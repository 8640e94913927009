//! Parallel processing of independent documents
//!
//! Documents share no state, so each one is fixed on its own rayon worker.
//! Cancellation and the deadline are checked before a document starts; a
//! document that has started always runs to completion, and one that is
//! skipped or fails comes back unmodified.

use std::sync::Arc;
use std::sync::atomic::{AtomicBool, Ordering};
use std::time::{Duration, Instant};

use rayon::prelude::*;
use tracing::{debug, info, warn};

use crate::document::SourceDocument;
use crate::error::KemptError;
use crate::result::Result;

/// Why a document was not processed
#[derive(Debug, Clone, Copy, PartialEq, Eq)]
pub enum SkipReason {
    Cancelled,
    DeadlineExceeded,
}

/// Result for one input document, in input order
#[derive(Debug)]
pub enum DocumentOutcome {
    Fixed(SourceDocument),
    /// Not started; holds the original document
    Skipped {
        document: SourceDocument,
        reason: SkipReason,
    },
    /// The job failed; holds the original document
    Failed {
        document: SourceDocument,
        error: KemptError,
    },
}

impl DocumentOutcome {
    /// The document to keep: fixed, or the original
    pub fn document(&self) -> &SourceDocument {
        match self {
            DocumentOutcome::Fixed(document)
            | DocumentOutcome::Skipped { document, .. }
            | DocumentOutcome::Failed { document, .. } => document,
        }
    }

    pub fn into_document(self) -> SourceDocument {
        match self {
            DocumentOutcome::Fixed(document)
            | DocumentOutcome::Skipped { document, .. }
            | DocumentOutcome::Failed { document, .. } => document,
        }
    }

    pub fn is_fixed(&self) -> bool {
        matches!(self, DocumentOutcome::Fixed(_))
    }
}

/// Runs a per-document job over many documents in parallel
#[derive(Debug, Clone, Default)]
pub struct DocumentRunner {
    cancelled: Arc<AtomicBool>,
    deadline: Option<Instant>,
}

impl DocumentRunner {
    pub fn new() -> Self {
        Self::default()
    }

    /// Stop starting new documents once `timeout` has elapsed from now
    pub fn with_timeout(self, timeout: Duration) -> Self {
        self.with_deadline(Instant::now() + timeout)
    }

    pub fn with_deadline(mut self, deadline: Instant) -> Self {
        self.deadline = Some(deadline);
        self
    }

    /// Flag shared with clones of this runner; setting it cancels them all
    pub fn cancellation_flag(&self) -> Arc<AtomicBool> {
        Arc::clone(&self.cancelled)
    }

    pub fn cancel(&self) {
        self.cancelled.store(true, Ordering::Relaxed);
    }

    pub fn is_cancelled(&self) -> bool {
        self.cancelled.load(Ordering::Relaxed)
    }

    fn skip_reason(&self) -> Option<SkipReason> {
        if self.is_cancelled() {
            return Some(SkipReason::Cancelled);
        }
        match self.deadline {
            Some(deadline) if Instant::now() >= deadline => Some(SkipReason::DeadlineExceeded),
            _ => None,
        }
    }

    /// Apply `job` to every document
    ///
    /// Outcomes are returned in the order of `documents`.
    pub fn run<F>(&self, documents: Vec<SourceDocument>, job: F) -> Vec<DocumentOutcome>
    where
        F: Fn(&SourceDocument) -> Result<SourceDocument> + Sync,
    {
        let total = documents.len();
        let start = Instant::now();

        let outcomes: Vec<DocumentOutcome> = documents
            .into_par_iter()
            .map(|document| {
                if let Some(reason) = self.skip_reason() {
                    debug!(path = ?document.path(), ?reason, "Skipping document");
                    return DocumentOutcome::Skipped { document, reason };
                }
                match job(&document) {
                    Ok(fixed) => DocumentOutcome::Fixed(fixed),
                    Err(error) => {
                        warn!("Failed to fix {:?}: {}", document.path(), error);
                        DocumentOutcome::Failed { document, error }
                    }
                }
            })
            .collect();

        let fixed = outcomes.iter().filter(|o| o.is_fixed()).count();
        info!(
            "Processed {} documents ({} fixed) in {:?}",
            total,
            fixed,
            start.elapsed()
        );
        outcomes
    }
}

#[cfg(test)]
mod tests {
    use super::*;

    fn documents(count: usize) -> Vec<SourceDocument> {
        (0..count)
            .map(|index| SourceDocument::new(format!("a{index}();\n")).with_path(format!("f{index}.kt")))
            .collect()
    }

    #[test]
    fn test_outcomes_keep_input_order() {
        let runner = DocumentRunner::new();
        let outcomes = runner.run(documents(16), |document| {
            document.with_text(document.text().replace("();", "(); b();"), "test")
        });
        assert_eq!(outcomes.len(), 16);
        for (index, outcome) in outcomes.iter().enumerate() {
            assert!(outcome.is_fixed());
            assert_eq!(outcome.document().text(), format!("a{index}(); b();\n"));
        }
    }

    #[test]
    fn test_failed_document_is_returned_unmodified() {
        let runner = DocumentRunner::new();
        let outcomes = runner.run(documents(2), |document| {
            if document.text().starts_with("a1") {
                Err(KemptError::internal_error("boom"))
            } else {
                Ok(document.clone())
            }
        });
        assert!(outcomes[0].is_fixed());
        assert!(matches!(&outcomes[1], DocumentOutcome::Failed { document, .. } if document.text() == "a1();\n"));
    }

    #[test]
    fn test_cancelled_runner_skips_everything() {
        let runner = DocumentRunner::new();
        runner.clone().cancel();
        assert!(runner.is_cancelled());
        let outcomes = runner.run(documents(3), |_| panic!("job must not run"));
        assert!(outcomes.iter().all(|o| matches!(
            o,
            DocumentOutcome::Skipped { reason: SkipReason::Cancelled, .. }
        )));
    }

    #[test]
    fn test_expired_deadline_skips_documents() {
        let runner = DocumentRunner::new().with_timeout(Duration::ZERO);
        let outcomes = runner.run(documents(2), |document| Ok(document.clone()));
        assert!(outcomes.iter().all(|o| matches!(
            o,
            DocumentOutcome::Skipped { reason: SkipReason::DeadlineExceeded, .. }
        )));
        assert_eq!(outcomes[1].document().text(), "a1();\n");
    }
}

########

## Task instructions
Could you say how many lines of the entries contain the string "DeadlineExceeded"? Only the number should be given.

## Task answer
3